Saved data entries:
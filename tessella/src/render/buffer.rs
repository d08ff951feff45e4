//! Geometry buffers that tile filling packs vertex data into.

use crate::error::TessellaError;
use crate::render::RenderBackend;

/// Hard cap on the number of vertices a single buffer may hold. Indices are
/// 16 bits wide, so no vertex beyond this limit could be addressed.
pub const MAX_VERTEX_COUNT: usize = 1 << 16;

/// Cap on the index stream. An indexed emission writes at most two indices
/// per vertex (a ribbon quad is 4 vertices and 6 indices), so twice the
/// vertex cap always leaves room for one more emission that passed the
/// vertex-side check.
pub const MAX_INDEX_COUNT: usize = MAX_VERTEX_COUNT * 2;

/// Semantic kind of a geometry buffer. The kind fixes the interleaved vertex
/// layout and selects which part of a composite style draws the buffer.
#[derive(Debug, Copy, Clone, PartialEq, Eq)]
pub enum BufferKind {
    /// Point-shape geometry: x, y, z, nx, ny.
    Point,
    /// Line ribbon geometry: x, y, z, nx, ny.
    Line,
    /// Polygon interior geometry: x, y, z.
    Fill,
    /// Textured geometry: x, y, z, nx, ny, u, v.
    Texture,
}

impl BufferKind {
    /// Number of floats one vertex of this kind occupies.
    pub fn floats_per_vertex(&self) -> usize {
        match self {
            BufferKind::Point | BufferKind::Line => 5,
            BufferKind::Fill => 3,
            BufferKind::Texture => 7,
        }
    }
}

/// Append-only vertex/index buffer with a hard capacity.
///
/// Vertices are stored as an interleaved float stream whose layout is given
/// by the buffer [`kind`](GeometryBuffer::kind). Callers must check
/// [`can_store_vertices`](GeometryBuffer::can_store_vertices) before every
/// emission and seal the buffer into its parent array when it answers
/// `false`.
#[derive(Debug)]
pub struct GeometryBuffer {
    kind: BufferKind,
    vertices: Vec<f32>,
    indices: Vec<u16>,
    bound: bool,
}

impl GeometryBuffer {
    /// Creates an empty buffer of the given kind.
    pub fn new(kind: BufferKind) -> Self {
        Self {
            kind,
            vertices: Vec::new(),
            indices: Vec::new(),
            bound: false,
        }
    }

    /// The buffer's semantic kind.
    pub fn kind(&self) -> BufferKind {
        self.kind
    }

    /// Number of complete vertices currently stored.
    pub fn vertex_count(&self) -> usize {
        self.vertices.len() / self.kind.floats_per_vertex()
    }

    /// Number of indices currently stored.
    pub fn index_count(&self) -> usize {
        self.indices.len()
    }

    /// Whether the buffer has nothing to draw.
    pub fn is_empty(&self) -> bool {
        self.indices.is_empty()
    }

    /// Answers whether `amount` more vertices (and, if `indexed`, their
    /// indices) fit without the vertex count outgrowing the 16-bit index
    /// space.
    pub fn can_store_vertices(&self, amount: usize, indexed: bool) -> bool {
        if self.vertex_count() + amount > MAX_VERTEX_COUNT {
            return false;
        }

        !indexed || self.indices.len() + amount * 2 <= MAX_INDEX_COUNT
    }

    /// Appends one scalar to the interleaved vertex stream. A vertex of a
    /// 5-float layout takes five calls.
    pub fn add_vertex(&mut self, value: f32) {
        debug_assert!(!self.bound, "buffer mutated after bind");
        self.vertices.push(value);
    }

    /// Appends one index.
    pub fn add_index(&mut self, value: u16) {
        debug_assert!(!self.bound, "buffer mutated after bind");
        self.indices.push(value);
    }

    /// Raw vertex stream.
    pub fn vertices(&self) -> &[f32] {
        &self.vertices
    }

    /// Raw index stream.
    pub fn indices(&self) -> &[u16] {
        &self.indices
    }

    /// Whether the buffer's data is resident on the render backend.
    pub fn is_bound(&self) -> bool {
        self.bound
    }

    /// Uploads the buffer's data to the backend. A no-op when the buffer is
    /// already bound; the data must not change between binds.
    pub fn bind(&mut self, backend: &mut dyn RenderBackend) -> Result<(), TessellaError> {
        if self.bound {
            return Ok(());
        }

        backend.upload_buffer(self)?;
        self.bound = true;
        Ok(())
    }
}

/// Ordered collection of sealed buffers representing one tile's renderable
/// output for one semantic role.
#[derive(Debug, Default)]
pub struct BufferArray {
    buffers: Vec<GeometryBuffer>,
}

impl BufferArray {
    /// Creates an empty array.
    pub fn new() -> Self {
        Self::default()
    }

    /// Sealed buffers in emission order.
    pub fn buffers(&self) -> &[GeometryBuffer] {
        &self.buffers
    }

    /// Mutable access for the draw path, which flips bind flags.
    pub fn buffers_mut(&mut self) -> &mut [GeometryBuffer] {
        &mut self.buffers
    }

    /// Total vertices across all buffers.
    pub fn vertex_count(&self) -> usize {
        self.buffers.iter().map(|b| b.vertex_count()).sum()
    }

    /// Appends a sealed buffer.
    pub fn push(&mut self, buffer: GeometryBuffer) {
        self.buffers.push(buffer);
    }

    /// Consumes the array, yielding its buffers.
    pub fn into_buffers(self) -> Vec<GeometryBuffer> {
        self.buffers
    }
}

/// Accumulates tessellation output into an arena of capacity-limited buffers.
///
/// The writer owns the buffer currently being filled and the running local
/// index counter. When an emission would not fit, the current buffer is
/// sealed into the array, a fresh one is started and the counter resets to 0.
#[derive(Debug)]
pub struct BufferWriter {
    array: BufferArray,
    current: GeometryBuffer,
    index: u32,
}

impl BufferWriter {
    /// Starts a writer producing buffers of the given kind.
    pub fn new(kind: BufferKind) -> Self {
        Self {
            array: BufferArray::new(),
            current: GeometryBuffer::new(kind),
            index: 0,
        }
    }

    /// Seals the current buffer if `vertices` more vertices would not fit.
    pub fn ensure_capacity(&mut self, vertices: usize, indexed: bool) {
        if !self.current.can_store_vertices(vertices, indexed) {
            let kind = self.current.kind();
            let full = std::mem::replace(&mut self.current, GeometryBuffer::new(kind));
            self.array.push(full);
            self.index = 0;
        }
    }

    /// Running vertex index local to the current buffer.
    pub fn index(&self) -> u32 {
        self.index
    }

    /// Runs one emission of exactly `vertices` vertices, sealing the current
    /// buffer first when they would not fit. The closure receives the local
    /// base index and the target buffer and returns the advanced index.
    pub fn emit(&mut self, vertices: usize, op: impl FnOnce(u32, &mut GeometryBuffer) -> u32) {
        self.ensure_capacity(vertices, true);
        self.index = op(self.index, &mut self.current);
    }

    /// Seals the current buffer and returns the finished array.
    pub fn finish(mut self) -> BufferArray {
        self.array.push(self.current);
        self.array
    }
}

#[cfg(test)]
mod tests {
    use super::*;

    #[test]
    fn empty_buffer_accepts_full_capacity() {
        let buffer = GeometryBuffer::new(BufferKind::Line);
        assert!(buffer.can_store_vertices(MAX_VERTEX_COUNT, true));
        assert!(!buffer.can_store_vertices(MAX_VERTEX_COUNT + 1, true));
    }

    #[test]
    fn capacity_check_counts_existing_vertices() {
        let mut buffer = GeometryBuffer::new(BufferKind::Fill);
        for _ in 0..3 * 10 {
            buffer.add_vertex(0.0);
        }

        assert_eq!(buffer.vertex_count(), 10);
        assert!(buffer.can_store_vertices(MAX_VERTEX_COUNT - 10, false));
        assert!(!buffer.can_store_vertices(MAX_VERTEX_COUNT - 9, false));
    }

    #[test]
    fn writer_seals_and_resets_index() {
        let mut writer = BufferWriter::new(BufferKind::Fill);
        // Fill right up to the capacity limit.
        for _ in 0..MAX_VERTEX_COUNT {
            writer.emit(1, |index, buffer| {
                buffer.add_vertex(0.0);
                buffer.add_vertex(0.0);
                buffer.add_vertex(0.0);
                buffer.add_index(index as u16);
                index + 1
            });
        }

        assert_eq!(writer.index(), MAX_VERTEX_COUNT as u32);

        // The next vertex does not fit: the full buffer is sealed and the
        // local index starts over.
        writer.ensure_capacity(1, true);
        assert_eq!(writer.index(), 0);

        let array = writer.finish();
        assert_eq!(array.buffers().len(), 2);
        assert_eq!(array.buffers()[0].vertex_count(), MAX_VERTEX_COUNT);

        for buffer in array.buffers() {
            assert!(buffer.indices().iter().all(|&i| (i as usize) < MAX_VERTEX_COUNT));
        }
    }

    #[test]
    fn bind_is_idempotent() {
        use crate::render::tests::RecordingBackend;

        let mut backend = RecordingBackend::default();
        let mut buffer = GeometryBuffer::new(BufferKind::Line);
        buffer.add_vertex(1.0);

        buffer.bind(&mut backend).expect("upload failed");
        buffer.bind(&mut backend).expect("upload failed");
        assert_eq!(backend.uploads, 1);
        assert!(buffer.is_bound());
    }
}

...

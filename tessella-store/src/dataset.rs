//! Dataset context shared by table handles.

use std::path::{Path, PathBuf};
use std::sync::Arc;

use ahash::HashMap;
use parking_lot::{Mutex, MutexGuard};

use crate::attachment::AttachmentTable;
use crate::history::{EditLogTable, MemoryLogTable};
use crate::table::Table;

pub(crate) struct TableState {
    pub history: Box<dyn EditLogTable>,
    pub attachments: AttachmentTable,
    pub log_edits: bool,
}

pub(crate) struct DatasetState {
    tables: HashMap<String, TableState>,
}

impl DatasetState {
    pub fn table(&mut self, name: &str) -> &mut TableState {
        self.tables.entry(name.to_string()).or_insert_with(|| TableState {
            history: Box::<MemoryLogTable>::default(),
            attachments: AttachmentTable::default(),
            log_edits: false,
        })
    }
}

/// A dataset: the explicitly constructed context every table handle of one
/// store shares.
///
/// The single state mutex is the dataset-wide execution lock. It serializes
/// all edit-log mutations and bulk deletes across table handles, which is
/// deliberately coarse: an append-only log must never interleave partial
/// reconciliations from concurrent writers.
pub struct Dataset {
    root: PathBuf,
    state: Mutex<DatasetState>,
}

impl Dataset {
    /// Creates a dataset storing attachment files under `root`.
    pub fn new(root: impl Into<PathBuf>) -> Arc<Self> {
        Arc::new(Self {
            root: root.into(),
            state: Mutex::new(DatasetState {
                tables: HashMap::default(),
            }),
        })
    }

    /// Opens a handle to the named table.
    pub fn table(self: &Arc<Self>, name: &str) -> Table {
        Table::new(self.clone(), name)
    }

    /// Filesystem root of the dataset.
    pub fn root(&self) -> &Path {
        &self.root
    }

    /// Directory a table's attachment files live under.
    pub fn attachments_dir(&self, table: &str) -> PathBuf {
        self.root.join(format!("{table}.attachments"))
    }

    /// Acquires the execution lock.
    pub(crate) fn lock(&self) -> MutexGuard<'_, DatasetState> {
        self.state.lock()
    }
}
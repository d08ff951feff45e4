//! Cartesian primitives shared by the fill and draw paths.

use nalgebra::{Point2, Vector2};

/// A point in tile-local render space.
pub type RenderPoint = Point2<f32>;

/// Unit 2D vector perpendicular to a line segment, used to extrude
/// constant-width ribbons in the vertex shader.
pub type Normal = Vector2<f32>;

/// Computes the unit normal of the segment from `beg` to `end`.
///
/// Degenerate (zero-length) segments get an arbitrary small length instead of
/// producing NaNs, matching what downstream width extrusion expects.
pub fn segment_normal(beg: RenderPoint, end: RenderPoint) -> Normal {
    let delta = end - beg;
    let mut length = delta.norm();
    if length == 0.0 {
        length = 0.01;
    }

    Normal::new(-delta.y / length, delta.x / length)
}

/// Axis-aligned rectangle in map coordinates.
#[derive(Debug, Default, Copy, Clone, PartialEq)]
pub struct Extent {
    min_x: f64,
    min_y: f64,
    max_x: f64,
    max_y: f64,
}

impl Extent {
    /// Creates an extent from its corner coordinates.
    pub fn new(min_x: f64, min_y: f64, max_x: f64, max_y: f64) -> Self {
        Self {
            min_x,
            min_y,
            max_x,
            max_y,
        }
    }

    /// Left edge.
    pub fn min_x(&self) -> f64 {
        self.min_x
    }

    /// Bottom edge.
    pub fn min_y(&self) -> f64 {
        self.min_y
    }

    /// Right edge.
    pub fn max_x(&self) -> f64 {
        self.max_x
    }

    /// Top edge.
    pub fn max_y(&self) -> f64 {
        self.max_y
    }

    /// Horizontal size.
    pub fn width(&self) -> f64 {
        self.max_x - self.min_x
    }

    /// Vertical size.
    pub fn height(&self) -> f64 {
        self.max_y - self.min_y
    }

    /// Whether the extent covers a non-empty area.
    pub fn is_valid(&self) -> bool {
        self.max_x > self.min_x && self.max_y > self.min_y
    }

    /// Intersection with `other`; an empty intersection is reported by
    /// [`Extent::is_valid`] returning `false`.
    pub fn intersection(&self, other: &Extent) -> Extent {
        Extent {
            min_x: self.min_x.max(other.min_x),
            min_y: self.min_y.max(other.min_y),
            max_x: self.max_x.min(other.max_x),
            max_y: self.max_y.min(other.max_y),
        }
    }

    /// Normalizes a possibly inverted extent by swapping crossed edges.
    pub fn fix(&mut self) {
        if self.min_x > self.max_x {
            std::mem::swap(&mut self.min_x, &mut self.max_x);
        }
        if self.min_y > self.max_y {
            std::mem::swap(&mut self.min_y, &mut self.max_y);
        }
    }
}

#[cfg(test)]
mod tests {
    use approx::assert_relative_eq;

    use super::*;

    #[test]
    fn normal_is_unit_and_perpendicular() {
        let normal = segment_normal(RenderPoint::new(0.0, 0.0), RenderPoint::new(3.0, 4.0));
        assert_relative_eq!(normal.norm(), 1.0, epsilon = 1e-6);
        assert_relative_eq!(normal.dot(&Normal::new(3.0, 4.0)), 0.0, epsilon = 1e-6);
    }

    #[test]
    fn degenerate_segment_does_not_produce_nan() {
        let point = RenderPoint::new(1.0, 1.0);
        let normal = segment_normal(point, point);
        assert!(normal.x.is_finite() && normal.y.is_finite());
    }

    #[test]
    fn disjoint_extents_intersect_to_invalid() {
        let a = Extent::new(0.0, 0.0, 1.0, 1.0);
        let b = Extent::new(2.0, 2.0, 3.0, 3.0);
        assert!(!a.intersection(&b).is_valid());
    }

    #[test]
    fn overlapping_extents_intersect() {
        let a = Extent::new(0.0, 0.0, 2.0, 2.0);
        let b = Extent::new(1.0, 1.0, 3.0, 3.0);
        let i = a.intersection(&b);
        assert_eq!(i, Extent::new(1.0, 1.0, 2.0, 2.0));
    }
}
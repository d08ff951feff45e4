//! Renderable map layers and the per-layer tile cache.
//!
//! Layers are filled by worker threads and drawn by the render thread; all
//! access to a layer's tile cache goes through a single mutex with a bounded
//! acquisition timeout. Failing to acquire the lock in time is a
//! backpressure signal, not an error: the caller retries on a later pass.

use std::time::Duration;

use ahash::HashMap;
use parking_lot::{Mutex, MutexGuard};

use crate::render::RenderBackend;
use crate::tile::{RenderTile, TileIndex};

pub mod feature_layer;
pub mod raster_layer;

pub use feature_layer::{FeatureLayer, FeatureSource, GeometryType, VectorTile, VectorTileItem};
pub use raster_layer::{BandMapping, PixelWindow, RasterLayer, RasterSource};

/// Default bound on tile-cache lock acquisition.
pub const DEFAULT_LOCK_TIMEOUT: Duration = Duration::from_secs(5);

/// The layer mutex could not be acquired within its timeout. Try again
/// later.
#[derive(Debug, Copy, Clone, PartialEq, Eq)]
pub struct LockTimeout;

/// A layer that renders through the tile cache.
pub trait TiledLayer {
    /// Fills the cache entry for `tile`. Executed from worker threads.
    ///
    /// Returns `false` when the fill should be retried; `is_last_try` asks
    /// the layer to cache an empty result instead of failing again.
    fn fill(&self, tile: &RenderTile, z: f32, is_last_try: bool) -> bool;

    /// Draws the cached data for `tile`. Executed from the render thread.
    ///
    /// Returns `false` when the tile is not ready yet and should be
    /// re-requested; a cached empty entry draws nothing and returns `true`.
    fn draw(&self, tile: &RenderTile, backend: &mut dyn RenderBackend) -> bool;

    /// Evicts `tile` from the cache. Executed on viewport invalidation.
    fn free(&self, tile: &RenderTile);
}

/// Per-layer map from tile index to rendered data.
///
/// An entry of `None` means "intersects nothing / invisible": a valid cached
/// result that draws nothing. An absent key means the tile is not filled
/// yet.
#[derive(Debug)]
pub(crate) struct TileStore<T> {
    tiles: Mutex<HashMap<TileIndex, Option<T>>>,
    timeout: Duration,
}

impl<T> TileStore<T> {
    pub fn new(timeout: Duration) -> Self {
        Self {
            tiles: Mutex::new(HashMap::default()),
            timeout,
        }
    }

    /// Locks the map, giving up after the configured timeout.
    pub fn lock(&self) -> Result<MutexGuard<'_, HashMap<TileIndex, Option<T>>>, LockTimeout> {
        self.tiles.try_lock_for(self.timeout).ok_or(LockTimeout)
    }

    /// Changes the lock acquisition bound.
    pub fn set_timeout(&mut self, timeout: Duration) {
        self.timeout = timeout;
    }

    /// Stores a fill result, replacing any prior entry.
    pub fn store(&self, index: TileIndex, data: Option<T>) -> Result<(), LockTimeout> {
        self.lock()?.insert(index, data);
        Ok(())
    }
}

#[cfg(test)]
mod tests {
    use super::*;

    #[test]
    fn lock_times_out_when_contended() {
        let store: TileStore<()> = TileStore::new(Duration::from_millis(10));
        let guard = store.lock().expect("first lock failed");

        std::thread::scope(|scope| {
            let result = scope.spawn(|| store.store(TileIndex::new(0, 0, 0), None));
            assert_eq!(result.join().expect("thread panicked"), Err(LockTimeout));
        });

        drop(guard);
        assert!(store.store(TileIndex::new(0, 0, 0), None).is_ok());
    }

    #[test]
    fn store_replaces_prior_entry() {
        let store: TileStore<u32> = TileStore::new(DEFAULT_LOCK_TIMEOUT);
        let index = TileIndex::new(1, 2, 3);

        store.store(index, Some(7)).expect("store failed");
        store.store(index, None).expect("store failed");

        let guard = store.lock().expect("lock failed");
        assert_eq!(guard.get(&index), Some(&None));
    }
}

■ WHAT THE TASK REQUIRES ■
Of all the entries above, output exactly the lines between the one holding "let mut buffer = GeometryBuffer::new(BufferKind::Fill);" and the one holding "- 10, false));", inclusive.

■ ANSWER TO THIS PROBLEM ■
        let mut buffer = GeometryBuffer::new(BufferKind::Fill);
        for _ in 0..3 * 10 {
            buffer.add_vertex(0.0);
        }

        assert_eq!(buffer.vertex_count(), 10);
        assert!(buffer.can_store_vertices(MAX_VERTEX_COUNT - 10, false));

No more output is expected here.